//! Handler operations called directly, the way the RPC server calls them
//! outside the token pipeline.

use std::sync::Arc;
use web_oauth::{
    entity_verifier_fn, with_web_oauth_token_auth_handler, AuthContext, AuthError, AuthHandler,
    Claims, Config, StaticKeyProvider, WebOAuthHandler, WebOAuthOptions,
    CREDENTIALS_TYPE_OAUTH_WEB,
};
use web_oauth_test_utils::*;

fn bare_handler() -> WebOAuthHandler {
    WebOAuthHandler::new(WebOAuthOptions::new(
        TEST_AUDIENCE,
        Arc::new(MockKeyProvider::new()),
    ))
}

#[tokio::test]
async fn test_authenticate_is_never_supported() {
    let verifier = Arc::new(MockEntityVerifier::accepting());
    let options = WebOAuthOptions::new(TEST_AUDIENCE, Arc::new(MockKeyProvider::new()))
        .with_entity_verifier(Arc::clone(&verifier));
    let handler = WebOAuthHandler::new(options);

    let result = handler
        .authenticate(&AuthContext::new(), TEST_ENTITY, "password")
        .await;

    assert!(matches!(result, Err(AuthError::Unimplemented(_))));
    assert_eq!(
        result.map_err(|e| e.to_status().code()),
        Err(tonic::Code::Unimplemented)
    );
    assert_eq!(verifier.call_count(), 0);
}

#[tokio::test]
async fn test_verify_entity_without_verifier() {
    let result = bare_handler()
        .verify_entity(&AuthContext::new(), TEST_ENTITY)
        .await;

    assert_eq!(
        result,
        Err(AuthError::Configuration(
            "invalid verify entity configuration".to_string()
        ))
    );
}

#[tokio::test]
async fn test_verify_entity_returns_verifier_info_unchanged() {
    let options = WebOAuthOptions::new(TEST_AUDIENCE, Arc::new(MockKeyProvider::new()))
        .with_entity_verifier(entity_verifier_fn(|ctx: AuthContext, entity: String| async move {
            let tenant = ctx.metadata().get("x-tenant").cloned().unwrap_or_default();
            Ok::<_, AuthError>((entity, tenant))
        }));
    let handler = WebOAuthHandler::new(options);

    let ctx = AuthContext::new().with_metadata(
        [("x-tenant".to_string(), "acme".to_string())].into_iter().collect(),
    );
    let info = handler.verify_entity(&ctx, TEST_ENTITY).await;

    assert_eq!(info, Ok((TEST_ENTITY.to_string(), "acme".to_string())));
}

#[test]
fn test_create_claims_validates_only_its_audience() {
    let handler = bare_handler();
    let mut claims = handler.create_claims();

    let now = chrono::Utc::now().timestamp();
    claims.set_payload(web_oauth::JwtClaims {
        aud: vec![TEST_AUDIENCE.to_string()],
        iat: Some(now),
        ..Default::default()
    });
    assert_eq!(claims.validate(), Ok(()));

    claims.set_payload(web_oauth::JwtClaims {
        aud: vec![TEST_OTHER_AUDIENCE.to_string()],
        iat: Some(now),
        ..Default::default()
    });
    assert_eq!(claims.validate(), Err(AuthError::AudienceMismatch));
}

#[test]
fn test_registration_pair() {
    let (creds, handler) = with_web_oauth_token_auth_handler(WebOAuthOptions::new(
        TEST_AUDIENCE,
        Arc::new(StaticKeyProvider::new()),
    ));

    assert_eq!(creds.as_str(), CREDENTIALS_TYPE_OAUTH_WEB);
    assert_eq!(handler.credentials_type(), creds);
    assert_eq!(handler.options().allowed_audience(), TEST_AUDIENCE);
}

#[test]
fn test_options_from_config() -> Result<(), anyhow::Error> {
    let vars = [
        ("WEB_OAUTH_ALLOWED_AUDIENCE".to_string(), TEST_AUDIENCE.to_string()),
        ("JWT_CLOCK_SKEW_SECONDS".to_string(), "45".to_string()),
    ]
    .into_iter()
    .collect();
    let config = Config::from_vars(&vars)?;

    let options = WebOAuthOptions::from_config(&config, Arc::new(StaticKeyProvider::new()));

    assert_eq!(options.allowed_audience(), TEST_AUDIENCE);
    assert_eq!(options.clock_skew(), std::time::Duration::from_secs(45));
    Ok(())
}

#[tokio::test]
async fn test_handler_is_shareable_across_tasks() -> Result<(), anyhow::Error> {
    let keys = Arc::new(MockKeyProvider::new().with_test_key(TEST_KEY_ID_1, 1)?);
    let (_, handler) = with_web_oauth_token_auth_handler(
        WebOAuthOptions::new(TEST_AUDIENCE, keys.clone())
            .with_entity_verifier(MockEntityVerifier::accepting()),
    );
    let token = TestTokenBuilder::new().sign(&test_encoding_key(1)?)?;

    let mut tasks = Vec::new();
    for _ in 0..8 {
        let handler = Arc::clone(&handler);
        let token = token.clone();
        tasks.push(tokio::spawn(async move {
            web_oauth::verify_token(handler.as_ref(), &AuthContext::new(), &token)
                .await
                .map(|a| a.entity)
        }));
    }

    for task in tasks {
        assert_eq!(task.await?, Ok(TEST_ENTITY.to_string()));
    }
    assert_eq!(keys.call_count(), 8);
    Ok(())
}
────────────────
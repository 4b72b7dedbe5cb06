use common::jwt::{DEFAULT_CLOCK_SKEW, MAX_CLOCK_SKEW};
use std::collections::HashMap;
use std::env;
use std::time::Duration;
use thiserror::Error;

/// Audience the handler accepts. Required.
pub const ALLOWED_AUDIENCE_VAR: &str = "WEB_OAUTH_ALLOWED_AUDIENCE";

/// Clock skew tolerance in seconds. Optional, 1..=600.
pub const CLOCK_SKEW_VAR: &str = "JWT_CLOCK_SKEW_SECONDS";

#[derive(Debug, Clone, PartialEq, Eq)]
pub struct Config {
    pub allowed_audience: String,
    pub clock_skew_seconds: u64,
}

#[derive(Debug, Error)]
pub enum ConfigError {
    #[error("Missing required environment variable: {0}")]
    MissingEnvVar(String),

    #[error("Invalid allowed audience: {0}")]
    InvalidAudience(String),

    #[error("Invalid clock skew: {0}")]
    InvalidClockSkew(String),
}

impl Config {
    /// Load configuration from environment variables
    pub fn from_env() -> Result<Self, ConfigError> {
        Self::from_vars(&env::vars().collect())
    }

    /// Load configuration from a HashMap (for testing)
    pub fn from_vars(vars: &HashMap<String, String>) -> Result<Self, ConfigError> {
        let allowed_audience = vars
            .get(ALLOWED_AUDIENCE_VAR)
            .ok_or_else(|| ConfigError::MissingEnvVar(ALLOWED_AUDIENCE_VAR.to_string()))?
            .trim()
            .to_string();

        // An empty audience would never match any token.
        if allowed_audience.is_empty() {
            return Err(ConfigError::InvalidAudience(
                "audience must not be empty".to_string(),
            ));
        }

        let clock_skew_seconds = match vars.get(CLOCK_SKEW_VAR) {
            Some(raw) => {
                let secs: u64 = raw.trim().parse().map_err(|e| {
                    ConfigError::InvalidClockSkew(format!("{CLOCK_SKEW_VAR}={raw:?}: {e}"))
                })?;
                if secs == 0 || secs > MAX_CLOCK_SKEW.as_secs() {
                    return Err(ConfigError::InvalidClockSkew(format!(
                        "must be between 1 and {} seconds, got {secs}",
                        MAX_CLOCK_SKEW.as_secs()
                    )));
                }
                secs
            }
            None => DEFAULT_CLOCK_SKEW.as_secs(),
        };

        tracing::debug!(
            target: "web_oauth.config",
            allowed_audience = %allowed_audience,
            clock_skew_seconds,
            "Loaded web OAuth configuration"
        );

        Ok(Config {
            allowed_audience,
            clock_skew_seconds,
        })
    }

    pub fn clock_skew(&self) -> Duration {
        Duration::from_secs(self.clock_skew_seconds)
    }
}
────────────────
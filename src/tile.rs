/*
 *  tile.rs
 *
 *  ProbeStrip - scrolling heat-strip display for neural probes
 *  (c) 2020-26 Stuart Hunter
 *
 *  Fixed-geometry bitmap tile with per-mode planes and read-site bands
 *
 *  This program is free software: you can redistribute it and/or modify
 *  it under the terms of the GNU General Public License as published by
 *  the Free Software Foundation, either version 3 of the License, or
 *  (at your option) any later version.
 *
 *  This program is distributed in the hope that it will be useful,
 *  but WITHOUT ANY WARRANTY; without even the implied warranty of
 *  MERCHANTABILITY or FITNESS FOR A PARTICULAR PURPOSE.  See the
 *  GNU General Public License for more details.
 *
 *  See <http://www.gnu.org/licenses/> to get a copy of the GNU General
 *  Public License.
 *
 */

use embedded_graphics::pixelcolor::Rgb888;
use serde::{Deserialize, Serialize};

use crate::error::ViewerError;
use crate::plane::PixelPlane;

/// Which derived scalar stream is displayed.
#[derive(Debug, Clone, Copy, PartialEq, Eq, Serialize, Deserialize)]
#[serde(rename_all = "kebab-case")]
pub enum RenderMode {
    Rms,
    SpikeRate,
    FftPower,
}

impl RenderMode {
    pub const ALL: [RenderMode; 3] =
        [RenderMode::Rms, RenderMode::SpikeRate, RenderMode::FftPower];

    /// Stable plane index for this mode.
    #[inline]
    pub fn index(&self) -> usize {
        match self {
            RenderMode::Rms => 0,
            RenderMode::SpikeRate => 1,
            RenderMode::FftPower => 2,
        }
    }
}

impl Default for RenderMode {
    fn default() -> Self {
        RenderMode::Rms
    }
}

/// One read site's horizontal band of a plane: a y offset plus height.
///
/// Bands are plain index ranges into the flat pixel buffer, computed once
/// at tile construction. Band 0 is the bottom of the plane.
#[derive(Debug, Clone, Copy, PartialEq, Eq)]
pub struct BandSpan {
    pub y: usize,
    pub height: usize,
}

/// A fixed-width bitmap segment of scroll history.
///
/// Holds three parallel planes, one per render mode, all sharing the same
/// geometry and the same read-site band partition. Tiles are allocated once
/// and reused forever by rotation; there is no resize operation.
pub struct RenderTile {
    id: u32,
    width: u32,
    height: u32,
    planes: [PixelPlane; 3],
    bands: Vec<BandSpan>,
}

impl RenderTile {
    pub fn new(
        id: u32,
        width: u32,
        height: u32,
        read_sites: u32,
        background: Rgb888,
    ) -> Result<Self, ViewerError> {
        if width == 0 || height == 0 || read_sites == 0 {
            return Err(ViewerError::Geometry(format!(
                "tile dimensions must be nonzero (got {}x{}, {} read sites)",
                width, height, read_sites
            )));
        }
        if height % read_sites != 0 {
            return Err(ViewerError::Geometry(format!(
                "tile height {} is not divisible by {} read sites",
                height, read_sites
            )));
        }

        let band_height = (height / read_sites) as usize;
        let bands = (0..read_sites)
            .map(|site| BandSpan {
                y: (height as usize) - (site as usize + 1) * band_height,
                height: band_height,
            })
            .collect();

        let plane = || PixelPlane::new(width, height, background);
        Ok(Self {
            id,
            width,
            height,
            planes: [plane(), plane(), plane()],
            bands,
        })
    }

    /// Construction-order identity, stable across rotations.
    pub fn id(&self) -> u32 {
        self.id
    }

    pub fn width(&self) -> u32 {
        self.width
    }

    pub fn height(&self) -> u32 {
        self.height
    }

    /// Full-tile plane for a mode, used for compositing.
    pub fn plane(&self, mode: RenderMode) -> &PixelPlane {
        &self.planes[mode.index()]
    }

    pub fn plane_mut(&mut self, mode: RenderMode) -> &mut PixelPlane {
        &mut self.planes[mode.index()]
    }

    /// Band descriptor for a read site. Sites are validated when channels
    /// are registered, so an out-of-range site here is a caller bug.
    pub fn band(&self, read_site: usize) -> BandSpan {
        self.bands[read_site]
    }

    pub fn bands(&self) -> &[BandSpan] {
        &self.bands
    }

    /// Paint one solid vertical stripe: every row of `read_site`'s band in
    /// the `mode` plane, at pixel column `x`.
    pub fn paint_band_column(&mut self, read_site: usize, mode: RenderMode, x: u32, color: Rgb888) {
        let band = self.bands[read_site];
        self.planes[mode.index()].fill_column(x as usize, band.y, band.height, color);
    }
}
────────────────
- What the task requires
Read through the listing and copy each line in which the word "index" occurs.

- Answer area
    /// Stable plane index for this mode.
    pub fn index(&self) -> usize {
/// Bands are plain index ranges into the flat pixel buffer, computed once
        &self.planes[mode.index()]
        &mut self.planes[mode.index()]
        self.planes[mode.index()].fill_column(x as usize, band.y, band.height, color);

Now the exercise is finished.